The joint policymaking body will be directly related to the organizations responsible for producing the economic outlook, and will typically oversee that activity. Action by this body might be triggered by the periodic forecasts of the outlook team, by the outcome of government’s budgetary process, or by unexpected events at home or abroad that have major economic impact. Members of the joint policy team will include the chief spokespersons on economic policy at the treasury and the central bank. Their membership of the team ensures that they are able to properly represent the motivations for official policy.

The danger in the operation of a joint policy arrangement is that the central bank loses autonomy over monetary policy. That should create no inconsistency, since monetary policy is framed within an overall policy stance that is effected by the economic outlook and targets. Problems arise in the absence of the economic forecasting machinery, and where there are no institutional mechanisms for communicating policy to the public and receiving feedback. The arrangements work well only if all elements are in place: a process of informing and reading the social consensus; a joint treasury-central bank mechanism for preparing and publicizing the outlook and information on economic performance; a process of reconciling the objectives of the treasury and the spending ministries backed by effective treasury control on spending; and a high-level joint policymaking body, which employs the outlook as its information base for decision making.

Institutional arrangements

It is difficult to prescribe institutional arrangements that will ensure that the tasks just summarized will be effectively undertaken. Identical institutions may operate in radically different ways in different societies, depending on history, culture, time of establishment and personalities. However, one may attempt to distill helpful features from other country experiences.

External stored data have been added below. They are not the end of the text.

//! Key derivation using PBKDF2-HMAC-SHA-256.
//!
//! The parameters are part of the envelope wire contract: every party that
//! seals or unseals content must derive the same key from the same
//! (secret, salt) pair, so none of these constants may change.

use pbkdf2::pbkdf2_hmac;
use rand::rngs::OsRng;
use rand::RngCore;
use sha2::Sha256;
use zeroize::ZeroizeOnDrop;

use crate::error::{LaterlockError, Result};

/// PBKDF2 iteration count.
pub const PBKDF2_ITERATIONS: u32 = 600_000;

/// Length of derived key in bytes (256-bit AES key).
pub const KEY_LENGTH: usize = 32;

/// Length of the per-lock salt in bytes.
pub const SALT_LENGTH: usize = 16;

/// Per-lock random salt, hex-encoded wherever it leaves memory.
#[derive(Clone, Copy, PartialEq, Eq)]
pub struct Salt {
    bytes: [u8; SALT_LENGTH],
}

impl Salt {
    /// Generate a fresh random salt from the OS RNG.
    pub fn generate() -> Self {
        let mut bytes = [0u8; SALT_LENGTH];
        OsRng.fill_bytes(&mut bytes);
        Self { bytes }
    }

    pub fn from_bytes(bytes: [u8; SALT_LENGTH]) -> Self {
        Self { bytes }
    }

    /// Parse a hex-encoded salt (exactly 32 hex characters).
    pub fn from_hex(value: &str) -> Result<Self> {
        let decoded = hex::decode(value.trim())
            .map_err(|_| LaterlockError::Validation("Salt must be hex-encoded".to_string()))?;
        let bytes: [u8; SALT_LENGTH] = decoded.as_slice().try_into().map_err(|_| {
            LaterlockError::Validation(format!("Salt must be {} bytes", SALT_LENGTH))
        })?;
        Ok(Self { bytes })
    }

    pub fn to_hex(&self) -> String {
        hex::encode(self.bytes)
    }

    pub fn as_bytes(&self) -> &[u8; SALT_LENGTH] {
        &self.bytes
    }
}

impl std::fmt::Debug for Salt {
    fn fmt(&self, f: &mut std::fmt::Formatter<'_>) -> std::fmt::Result {
        write!(f, "Salt({})", self.to_hex())
    }
}

impl std::fmt::Display for Salt {
    fn fmt(&self, f: &mut std::fmt::Formatter<'_>) -> std::fmt::Result {
        f.write_str(&self.to_hex())
    }
}

/// A cryptographic key derived from a secret.
///
/// Key material is zeroized from memory when dropped.
#[derive(Clone, ZeroizeOnDrop)]
pub struct DerivedKey {
    key: [u8; KEY_LENGTH],
}

impl DerivedKey {
    /// Wrap raw key bytes.
    ///
    /// # Security
    ///
    /// The caller is responsible for ensuring the bytes come from a secure source.
    pub fn from_bytes(bytes: [u8; KEY_LENGTH]) -> Self {
        Self { key: bytes }
    }

    /// Get a reference to the raw key bytes.
    ///
    /// # Security
    ///
    /// Avoid storing or logging this value. Use only for immediate encryption operations.
    pub fn as_bytes(&self) -> &[u8; KEY_LENGTH] {
        &self.key
    }
}

impl std::fmt::Debug for DerivedKey {
    fn fmt(&self, f: &mut std::fmt::Formatter<'_>) -> std::fmt::Result {
        f.debug_struct("DerivedKey")
            .field("key", &"[REDACTED]")
            .finish()
    }
}

/// Derive a 256-bit key from a secret and salt.
///
/// The secret is taken as its UTF-8 bytes. Deterministic for a given
/// (secret, salt) pair. CPU-bound: expect tens of milliseconds per call,
/// so callers on an async runtime should run this on a blocking thread.
///
/// # Errors
///
/// Returns `LaterlockError::Validation` if the secret is empty.
///
/// # Examples
///
/// ```
/// use laterlock_core::crypto::{derive_key, Salt};
///
/// let salt = Salt::from_bytes([7u8; 16]);
/// let key = derive_key("my-passphrase", &salt).unwrap();
/// assert_eq!(key.as_bytes().len(), 32);
/// ```
pub fn derive_key(secret: &str, salt: &Salt) -> Result<DerivedKey> {
    if secret.is_empty() {
        return Err(LaterlockError::Validation(
            "Secret cannot be empty".to_string(),
        ));
    }

    let mut key_bytes = [0u8; KEY_LENGTH];
    pbkdf2_hmac::<Sha256>(
        secret.as_bytes(),
        salt.as_bytes(),
        PBKDF2_ITERATIONS,
        &mut key_bytes,
    );

    Ok(DerivedKey::from_bytes(key_bytes))
}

A joint economic policy committee, headed by the Governor of the Central Bank and the Chief Technical Officer of the Treasury,30 has worked well in the author’s own experience. The committee formulated fiscal and monetary policy on the basis of forecasts prepared quarterly by the central bank, with input from the treasury, and published, in highly abbreviated form, by the central bank. All policies were communicated to the Minister of Finance by the Governor and the Chief of the Treasury before implementation. In the case of the annual budget, the Minister of Finance is responsible for reconciling the Treasury’s limits to the spending ministries’ requests, a process which usually has required two iterations between the treasury and the spending ministries. A revised forecast then has been prepared to incorporate the Minister of Finance’s final decision on the budgetary outcome. In the case of fiscal and monetary policies outside of the budget, differences between the central bank and the treasury have been within the committee. However, on occasion the committee’s decisions has proved unpalatable to the Minister, and on those occasions the committee presented alternatives, including missing economic targets. This arrangement did not guarantee sound policy in every instance, and there were times when the Minister of Finance consciously chose risky options, with public endorsement, but on the whole the economy has experienced stable growth, with few disturbances.

There is a great variety of experience with respect to the coordination of monetary and fiscal policymaking. Few countries have a formally constituted body, and many of those that exist meet infrequently, to decide only on major shifts such as targets for the medium term, overall debt strategy or the pace of trade and financial liberalization, rather than ongoing changes in monetary and fiscal policy. In many countries, there is a formal link through membership of treasury officials on the board of directors of the central bank, but no reciprocal provision for the central bank to participate in fiscal policy decisions. In the majority of countries, the governor maintains regular informal contact with the head of the treasury and the minister of finance. This arrangement works as well as any other, provided all the other elements (forecasting, publishing, and expenditure control) are in place.

Provisions that insulate the tenure of the central bank governor and board of directors from political influence, that assign all operational responsibility for the bank to its board of directors as the final authority, and that explicitly require the central bank to report to parliament and the public, are important means of ensuring that the central bank has the expertise and incentive to effectively fulfill its roles as forecaster, policymaker and information broker. Central banks, which do not run their own affairs, very often fail to develop this expertise. However, the central bank’s influence on the determination of policy—and on the public preferences which determine the targets of policy—depends on the soundness of its analysis, its reputation based on past performance, and the reputation of its governor and principal spokespersons. Central bank autonomy and accountability are useful to the extent that such arrangements promote high quality output by the central bank.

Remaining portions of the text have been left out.